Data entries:

————————

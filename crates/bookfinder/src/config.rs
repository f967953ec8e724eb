//! Endpoints and request settings shared by searching and rendering.

use std::time::Duration;

use url::Url;

use crate::{Error, ErrorKind};

/// Endpoint of the Open Library title search.
pub const SEARCH_URL: &str = "https://openlibrary.org/search.json";
/// Base of the Open Library cover image service.
pub const COVERS_URL: &str = "https://covers.openlibrary.org/b/id";
/// Image shown for results without a cover identifier.
pub const PLACEHOLDER_COVER_URL: &str = "https://via.placeholder.com/150x200?text=No+Cover";
/// Storefront search page the "Buy Now" link points to.
pub const STOREFRONT_URL: &str = "https://www.amazon.in/s";

/// How the query is placed into the `title` parameter of the request URL.
#[derive(Copy, Clone, Debug, PartialEq, Eq)]
pub enum QueryEncoding {
    /// Appended verbatim, `&` and `#` in a query change the meaning of the URL.
    Raw,
    /// Percent-encoded as a form value.
    Encoded,
}

/// Settings shared by the search lifecycle and the renderer.
#[derive(Clone, Debug)]
pub struct Config {
    search: Url,
    covers: String,
    placeholder: String,
    storefront: Url,
    encoding: QueryEncoding,
    timeout: Option<Duration>,
}

impl Default for Config {
    fn default() -> Self {
        Self::new(SEARCH_URL).expect("default search URL is valid")
    }
}

impl Config {
    /// Creates a config searching at `search_url` with every other setting at its default.
    ///
    /// # Errors
    ///
    /// An [`Err`] of kind [`ErrorKind::Config`] is returned when `search_url` is not a valid URL.
    pub fn new(search_url: &str) -> Result<Self, Error> {
        Ok(Self {
            search: parse_url(search_url)?,
            covers: COVERS_URL.to_owned(),
            placeholder: PLACEHOLDER_COVER_URL.to_owned(),
            storefront: parse_url(STOREFRONT_URL)?,
            encoding: QueryEncoding::Encoded,
            timeout: None,
        })
    }

    /// Sets how the query is written into the request URL.
    #[must_use]
    pub fn with_encoding(mut self, encoding: QueryEncoding) -> Self {
        self.encoding = encoding;
        self
    }

    /// Sets the request timeout, `None` waits forever.
    #[must_use]
    pub fn with_timeout(mut self, timeout: Option<Duration>) -> Self {
        self.timeout = timeout;
        self
    }

    /// Sets the storefront search page used for purchase links.
    ///
    /// # Errors
    ///
    /// An [`Err`] of kind [`ErrorKind::Config`] is returned when `url` is not a valid URL.
    pub fn with_storefront(mut self, url: &str) -> Result<Self, Error> {
        self.storefront = parse_url(url)?;
        Ok(self)
    }

    /// The search endpoint.
    #[must_use]
    pub const fn search_url(&self) -> &Url {
        &self.search
    }

    /// The base URL cover identifiers are appended to.
    #[must_use]
    pub fn covers_url(&self) -> &str {
        &self.covers
    }

    /// The image used when a result has no cover.
    #[must_use]
    pub fn placeholder_url(&self) -> &str {
        &self.placeholder
    }

    /// The storefront search page.
    #[must_use]
    pub const fn storefront_url(&self) -> &Url {
        &self.storefront
    }

    /// The query encoding.
    #[must_use]
    pub const fn encoding(&self) -> QueryEncoding {
        self.encoding
    }

    /// The request timeout.
    #[must_use]
    pub const fn timeout(&self) -> Option<Duration> {
        self.timeout
    }
}

fn parse_url(url: &str) -> Result<Url, Error> {
    Url::parse(url).map_err(|e| Error::wrap(ErrorKind::Config, e))
}

#[cfg(test)]
mod tests {
    use super::{Config, QueryEncoding, SEARCH_URL};
    use crate::ErrorKind;

    #[test]
    fn defaults_point_at_open_library() {
        let config = Config::default();

        assert_eq!(SEARCH_URL, config.search_url().as_str());
        assert_eq!(QueryEncoding::Encoded, config.encoding());
        assert!(config.timeout().is_none());
    }

    #[test]
    fn invalid_search_url_is_config_error() {
        let err = Config::new("not a url").expect_err("relative URL without base is invalid");
        assert_eq!(ErrorKind::Config, err.kind());
    }

    #[test]
    fn invalid_storefront_url_is_config_error() {
        let err = Config::default()
            .with_storefront("::")
            .expect_err("'::' is not a URL");
        assert_eq!(ErrorKind::Config, err.kind());
    }
}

————————

:: Requirement ::
Could you find every line in the records above that contains the word "Sets" and copy it?

:: Result of this task ::
    /// Sets how the query is written into the request URL.
    /// Sets the request timeout, `None` waits forever.
    /// Sets the storefront search page used for purchase links.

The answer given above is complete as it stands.